§ **Task requirements**
From the data below, return the exact lines starting at the line containing "the state machine." and ending at the line containing "encoding, is stable.", both included, and nothing else.

§ **Saved entries**
● ● ● ●
#[test]
fn handoff_gates() {
    let env = TestEnv::new();
    let mut state = seeded(&env);
    env.apply(
        &mut state,
        &env.signed(
            "tx-h1",
            "s1",
            at(3),
            "user:alice",
            claim("st1", "pA", "c1", None),
        ),
    );

    // Source does not hold the claim.
    let outcome = env.apply(
        &mut state,
        &env.signed(
            "tx-h2",
            "s1",
            at(4),
            "user:bob",
            handoff("st1", "pB", "pA", "c2"),
        ),
    );
    expect_code(&outcome, "PRECONDITION_FAILED");

    // Target not in session.
    let outcome = env.apply(
        &mut state,
        &env.signed(
            "tx-h3",
            "s1",
            at(5),
            "user:alice",
            handoff("st1", "pA", "ghost", "c2"),
        ),
    );
    expect_code(&outcome, "NOT_FOUND");

    // Self-handoff.
    let outcome = env.apply(
        &mut state,
        &env.signed(
            "tx-h4",
            "s1",
            at(6),
            "user:alice",
            handoff("st1", "pA", "pA", "c2"),
        ),
    );
    expect_code(&outcome, "PRECONDITION_FAILED");
}

#[test]
fn handoff_checks_target_capabilities() {
    let env = TestEnv::new();
    let mut state = seeded(&env);
    env.apply(
        &mut state,
        &env.signed(
            "tx-hc1",
            "s1",
            at(3),
            "user:alice",
            claim("st1", "pA", "c1", None),
        ),
    );
    env.apply(
        &mut state,
        &env.signed("tx-hc2", "s1", at(4), "user:alice", resolve("st1", None)),
    );
    env.apply(
        &mut state,
        &env.signed(
            "tx-hc3",
            "s1",
            at(5),
            "user:bob",
            claim("st2", "pB", "c2", None),
        ),
    );
    // pA lacks the review capability st2 requires.
    let outcome = env.apply(
        &mut state,
        &env.signed(
            "tx-hc4",
            "s1",
            at(6),
            "user:bob",
            handoff("st2", "pB", "pA", "c3"),
        ),
    );
    expect_code(&outcome, "PRECONDITION_FAILED");
}

#[test]
fn artifact_gates() {
    let env = TestEnv::new();
    let mut state = seeded(&env);

    // No claim yet.
    let outcome = env.apply(
        &mut state,
        &env.signed(
            "tx-f1",
            "s1",
            at(3),
            "user:alice",
            artifact("a1", "st1", "pA", json!({"v": 1})),
        ),
    );
    expect_code(&outcome, "PRECONDITION_FAILED");

    env.apply(
        &mut state,
        &env.signed(
            "tx-f2",
            "s1",
            at(4),
            "user:alice",
            claim("st1", "pA", "c1", None),
        ),
    );

    // Neither content nor external reference.
    let op = TxOp::ArtifactAdd(ArtifactAddPayload {
        artifact_id: "a1".into(),
        step_id: "st1".into(),
        producer_id: "pA".into(),
        kind: None,
        content: None,
        external_uri: None,
        content_hash: None,
        content_bytes: None,
    });
    let outcome = env.apply(&mut state, &env.signed("tx-f3", "s1", at(5), "user:alice", op));
    expect_code(&outcome, "INVALID_PARAM");

    // Both variants at once.
    let op = TxOp::ArtifactAdd(ArtifactAddPayload {
        artifact_id: "a1".into(),
        step_id: "st1".into(),
        producer_id: "pA".into(),
        kind: None,
        content: Some(json!({"v": 1})),
        external_uri: Some("s3://bucket/obj".into()),
        content_hash: Some("abc".into()),
        content_bytes: Some(10),
    });
    let outcome = env.apply(&mut state, &env.signed("tx-f4", "s1", at(6), "user:alice", op));
    expect_code(&outcome, "INVALID_PARAM");

    // External reference without a hash.
    let op = TxOp::ArtifactAdd(ArtifactAddPayload {
        artifact_id: "a1".into(),
        step_id: "st1".into(),
        producer_id: "pA".into(),
        kind: None,
        content: None,
        external_uri: Some("s3://bucket/obj".into()),
        content_hash: None,
        content_bytes: Some(10),
    });
    let outcome = env.apply(&mut state, &env.signed("tx-f5", "s1", at(7), "user:alice", op));
    expect_code(&outcome, "INVALID_PARAM");

    // Oversized inline content.
    let big = "x".repeat(65 * 1024);
    let outcome = env.apply(
        &mut state,
        &env.signed(
            "tx-f6",
            "s1",
            at(8),
            "user:alice",
            artifact("a1", "st1", "pA", json!({ "blob": big })),
        ),
    );
    expect_code(&outcome, "INVALID_PARAM");

    // A valid one, then an id conflict; versions stay dense.
    let outcome = env.apply(
        &mut state,
        &env.signed(
            "tx-f7",
            "s1",
            at(9),
            "user:alice",
            artifact("a1", "st1", "pA", json!({"v": 1})),
        ),
    );
    assert_eq!(outcome.receipt.status, ReceiptStatus::Applied);
    let outcome = env.apply(
        &mut state,
        &env.signed(
            "tx-f8",
            "s1",
            at(10),
            "user:alice",
            artifact("a1", "st1", "pA", json!({"v": 2})),
        ),
    );
    expect_code(&outcome, "CONFLICT");
    let outcome = env.apply(
        &mut state,
        &env.signed(
            "tx-f9",
            "s1",
            at(11),
            "user:alice",
            artifact("a2", "st1", "pA", json!({"v": 2})),
        ),
    );
    assert_eq!(outcome.receipt.status, ReceiptStatus::Applied);
    let versions: Vec<u64> = state
        .step_artifacts("st1")
        .unwrap()
        .iter()
        .map(|a| a.version)
        .collect();
    assert_eq!(versions, vec![1, 2]);
}
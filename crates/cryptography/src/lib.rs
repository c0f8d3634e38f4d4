//! Cryptographic primitives for the cohort cluster.
//!
//! Ed25519 keypairs and signatures over the canonical transaction encoding,
//! plus the pluggable verifier the state machine consults before applying a
//! transaction.

pub mod ed25519;
pub mod verifier;

pub use ed25519::Ed25519;
pub use verifier::{KeyDirectoryVerifier, SignatureVerifier, TxSigner, TxVerifier};

/// Error types for cryptography operations.
#[derive(Debug, thiserror::Error)]
pub enum Error {
    #[error("Invalid key: {0}")]
    InvalidKey(String),

    #[error("Invalid signature: {0}")]
    InvalidSignature(String),

    #[error("Verification failed")]
    VerificationFailed,
}

/// Result type for cryptography operations.
pub type Result<T> = std::result::Result<T, Error>;
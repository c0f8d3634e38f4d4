//! State container, snapshot encoding and shared lookup helpers.

use chrono::{DateTime, Utc};
use cohort_core::canonical;
use cohort_core::{
    Artifact, Claim, CoreError, Decision, Event, Participant, Session, Step, TxReceipt, Vote,
};
use parking_lot::RwLock;
use serde::{Deserialize, Serialize};
use serde_json::Value;
use std::collections::{BTreeMap, BTreeSet};
use std::sync::Arc;

/// Shared handle over the state machine.
pub type SharedState = Arc<RwLock<CollabState>>;

/// What one apply produced: the receipt for the submitter and the derived
/// events for the local fan-out hub.
#[derive(Debug, Clone)]
pub struct TxOutcome {
    pub receipt: TxReceipt,
    pub events: Vec<Event>,
}

/// The full replicated snapshot. Everything lives in `BTreeMap`s so that
/// iteration order, and therefore the canonical encoding, is stable.
#[derive(Debug, Clone, Default, Serialize, Deserialize)]
#[serde(rename_all = "camelCase")]
pub struct CollabState {
    pub sessions: BTreeMap<String, Session>,
    pub participants: BTreeMap<String, Participant>,
    pub steps: BTreeMap<String, Step>,
    pub claims: BTreeMap<String, Claim>,
    pub artifacts: BTreeMap<String, Artifact>,
    pub decisions: BTreeMap<String, Decision>,
    pub votes: BTreeMap<String, Vote>,
    /// Append-only per-session timelines.
    pub events: BTreeMap<String, Vec<Event>>,
    /// Transaction ids already applied; replays are no-ops.
    pub applied_tx: BTreeSet<String>,

    /// Derived: session id -> step key -> step id. Rebuilt on restore,
    /// excluded from the snapshot.
    #[serde(skip)]
    pub(crate) step_key_index: BTreeMap<String, BTreeMap<String, String>>,
}

impl CollabState {
    pub fn new() -> Self {
        Self::default()
    }

    /// Canonical snapshot bytes. Derived caches are excluded.
    pub fn marshal(&self) -> Result<Vec<u8>, CoreError> {
        canonical::canonicalize(self)
    }

    /// Replaces state from snapshot bytes and rebuilds derived indexes.
    pub fn unmarshal(bytes: &[u8]) -> Result<Self, CoreError> {
        let mut state: CollabState = serde_json::from_slice(bytes)
            .map_err(|e| CoreError::Internal(format!("snapshot decode: {e}")))?;
        state.rebuild_indexes();
        Ok(state)
    }

    /// Rebuilds the `stepKey -> stepId` index from the materialized steps.
    pub fn rebuild_indexes(&mut self) {
        self.step_key_index.clear();
        for step in self.steps.values() {
            self.step_key_index
                .entry(step.session_id.clone())
                .or_default()
                .insert(step.step_key.clone(), step.step_id.clone());
        }
    }

    pub(crate) fn index_step_key(&mut self, session_id: &str, step_key: &str, step_id: &str) {
        self.step_key_index
            .entry(session_id.to_string())
            .or_default()
            .insert(step_key.to_string(), step_id.to_string());
    }

    /// Resolves a `dependsOn` entry within a session: step id first, then
    /// step key.
    pub(crate) fn resolve_step_ref(&self, session_id: &str, reference: &str) -> Option<&Step> {
        if let Some(step) = self.steps.get(reference) {
            if step.session_id == session_id {
                return Some(step);
            }
        }
        let step_id = self.step_key_index.get(session_id)?.get(reference)?;
        self.steps.get(step_id)
    }

    /// All dependencies of a step are materialized and RESOLVED.
    pub(crate) fn deps_resolved(&self, step: &Step) -> bool {
        step.depends_on.iter().all(|dep| {
            self.resolve_step_ref(&step.session_id, dep)
                .map(|s| s.status == cohort_core::StepStatus::Resolved)
                .unwrap_or(false)
        })
    }

    /// `required ⊆ capabilities`, case-sensitive after trim; an empty
    /// requirement set is always satisfied.
    pub(crate) fn capabilities_satisfied(
        required: &BTreeSet<String>,
        capabilities: &BTreeSet<String>,
    ) -> bool {
        required.iter().all(|req| {
            let req = req.trim();
            req.is_empty() || capabilities.iter().any(|cap| cap.trim() == req)
        })
    }

    pub(crate) fn find_participant_by_ref(
        &self,
        session_id: &str,
        participant_ref: &str,
    ) -> Option<&Participant> {
        let wanted = participant_ref.trim().to_lowercase();
        // BTreeMap order keeps the scan deterministic.
        self.participants.values().find(|p| {
            p.session_id == session_id && p.participant_ref.trim().to_lowercase() == wanted
        })
    }

    pub(crate) fn active_claim_for_step(&self, step_id: &str, at: DateTime<Utc>) -> Option<&Claim> {
        self.claims
            .values()
            .find(|c| c.step_id == step_id && c.is_active_at(at))
    }

    pub(crate) fn artifacts_for_step(&self, step_id: &str) -> impl Iterator<Item = &Artifact> {
        let step_id = step_id.to_string();
        self.artifacts
            .values()
            .filter(move |a| a.step_id == step_id)
    }

    pub(crate) fn decisions_for_step(&self, step_id: &str) -> impl Iterator<Item = &Decision> {
        let step_id = step_id.to_string();
        self.decisions
            .values()
            .filter(move |d| d.step_id == step_id)
    }

    pub(crate) fn votes_for_decision(&self, decision_id: &str) -> impl Iterator<Item = &Vote> {
        let decision_id = decision_id.to_string();
        self.votes
            .values()
            .filter(move |v| v.decision_id == decision_id)
    }

    /// Appends a derived event to the session timeline and touches the
    /// session. The event id is a pure function of the producing tx, the
    /// session and the per-session sequence.
    pub(crate) fn append_event(
        &mut self,
        session_id: &str,
        step_id: Option<String>,
        event_type: &str,
        actor: &str,
        payload: Value,
        at: DateTime<Utc>,
        tx_id: &str,
    ) -> Event {
        let timeline = self.events.entry(session_id.to_string()).or_default();
        let seq = timeline.len() as u64 + 1;
        let event = Event {
            event_id: Event::derive_id(tx_id, session_id, seq),
            session_id: session_id.to_string(),
            step_id,
            event_type: event_type.to_string(),
            actor: actor.to_string(),
            payload,
            created_at: at,
            tx_id: tx_id.to_string(),
            commit_time: at,
        };
        timeline.push(event.clone());
        if let Some(session) = self.sessions.get_mut(session_id) {
            session.last_event_id = Some(event.event_id.clone());
            session.updated_at = at;
        }
        event
    }
}
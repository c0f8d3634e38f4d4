//! Error taxonomy shared across the cluster surface.
//!
//! Every error maps to a stable wire code carried in HTTP responses and in
//! rejected transaction receipts.

use thiserror::Error;

/// Typed errors raised by transaction validation, the state machine, and the
/// consensus wrapper.
#[derive(Debug, Clone, Error, PartialEq, Eq)]
pub enum CoreError {
    #[error("invalid parameter: {0}")]
    InvalidParam(String),

    #[error("bad signature: {0}")]
    BadSignature(String),

    /// Write attempted on a follower. Carries the leader address when known.
    #[error("not the leader")]
    NotLeader { leader: Option<String> },

    #[error("precondition failed: {0}")]
    PreconditionFailed(String),

    #[error("not found: {0}")]
    NotFound(String),

    #[error("conflict: {0}")]
    Conflict(String),

    #[error("deadline exceeded: {0}")]
    DeadlineExceeded(String),

    #[error("internal error: {0}")]
    Internal(String),
}

impl CoreError {
    /// Stable wire code for the `error` field of HTTP responses.
    pub fn code(&self) -> &'static str {
        match self {
            CoreError::InvalidParam(_) => "INVALID_PARAM",
            CoreError::BadSignature(_) => "BAD_SIGNATURE",
            CoreError::NotLeader { .. } => "NOT_LEADER",
            CoreError::PreconditionFailed(_) => "PRECONDITION_FAILED",
            CoreError::NotFound(_) => "NOT_FOUND",
            CoreError::Conflict(_) => "CONFLICT",
            CoreError::DeadlineExceeded(_) => "DEADLINE_EXCEEDED",
            CoreError::Internal(_) => "INTERNAL",
        }
    }
}

/// Result type for core operations.
pub type Result<T> = std::result::Result<T, CoreError>;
● ● ● ●
§ **Task answer**
/// Shared handle over the state machine.
pub type SharedState = Arc<RwLock<CollabState>>;

/// What one apply produced: the receipt for the submitter and the derived
/// events for the local fan-out hub.
#[derive(Debug, Clone)]
pub struct TxOutcome {
    pub receipt: TxReceipt,
    pub events: Vec<Event>,
}

/// The full replicated snapshot. Everything lives in `BTreeMap`s so that
/// iteration order, and therefore the canonical encoding, is stable.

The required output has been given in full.